[Start of section]

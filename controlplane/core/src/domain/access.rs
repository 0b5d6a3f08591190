// Copyright (c) 2026 100monkeys.ai
// SPDX-License-Identifier: AGPL-3.0

//! Principals, per-workload grants and roles.

use crate::domain::workload::WorkloadId;
use chrono::{DateTime, Utc};
use serde::{Deserialize, Serialize};

#[derive(Debug, Clone, Copy, PartialEq, Eq, Hash, PartialOrd, Ord, Serialize, Deserialize)]
pub struct PrincipalId(pub i64);

impl std::fmt::Display for PrincipalId {
    fn fmt(&self, f: &mut std::fmt::Formatter<'_>) -> std::fmt::Result {
        write!(f, "{}", self.0)
    }
}

/// Permission tokens understood by the evaluator. Grants and roles carry
/// free-form strings; these constants are the tokens the core itself asks
/// for.
pub mod permissions {
    pub const WILDCARD: &str = "*";
    pub const ADMIN_READ: &str = "admin.read";

    pub const SERVER_VIEW: &str = "server.view";
    pub const SERVER_INSTALL: &str = "server.install";
    pub const SERVER_START: &str = "server.start";
    pub const SERVER_STOP: &str = "server.stop";
    pub const SERVER_RESTART: &str = "server.restart";
    pub const SERVER_UPDATE: &str = "server.update";
    pub const SERVER_SUSPEND: &str = "server.suspend";
    pub const SERVER_TRANSFER: &str = "server.transfer";
    pub const SERVER_DELETE: &str = "server.delete";

    pub const FILE_READ: &str = "file.read";
    pub const FILE_WRITE: &str = "file.write";
    pub const FILE_DELETE: &str = "file.delete";

    /// The permission set written for the owner at workload creation.
    pub const OWNER_DEFAULTS: &[&str] = &[
        SERVER_VIEW,
        SERVER_INSTALL,
        SERVER_START,
        SERVER_STOP,
        SERVER_RESTART,
        SERVER_UPDATE,
        FILE_READ,
        FILE_WRITE,
        FILE_DELETE,
    ];

    /// True for tokens that only read state; `admin.read` grants these.
    pub fn is_read_scope(token: &str) -> bool {
        token == SERVER_VIEW || token == FILE_READ || token.ends_with(".read")
    }
}

/// A per-workload grant row: (principal, workload, permission set).
/// Rows are ordered by insertion; the owner implicitly holds all of them.
#[derive(Debug, Clone, Serialize, Deserialize)]
pub struct WorkloadAccess {
    pub principal: PrincipalId,
    pub workload: WorkloadId,
    pub permissions: Vec<String>,
    pub created_at: DateTime<Utc>,
}

impl WorkloadAccess {
    pub fn allows(&self, token: &str) -> bool {
        self.permissions
            .iter()
            .any(|p| p == permissions::WILDCARD || p == token)
    }
}

/// A named collection of permission strings held by principals.
#[derive(Debug, Clone, Serialize, Deserialize)]
pub struct Role {
    pub id: i64,
    pub name: String,
    pub permissions: Vec<String>,
}

impl Role {
    pub fn allows(&self, token: &str) -> bool {
        self.permissions.iter().any(|p| {
            p == permissions::WILDCARD
                || p == token
                || (p == permissions::ADMIN_READ && permissions::is_read_scope(token))
        })
    }
}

[End of section]

Exercise instructions:
Search the material for the string "core" and return each line that has it.

Answer box:
filename controlplane/core/src/domain/access.rs
/// free-form strings; these constants are the tokens the core itself asks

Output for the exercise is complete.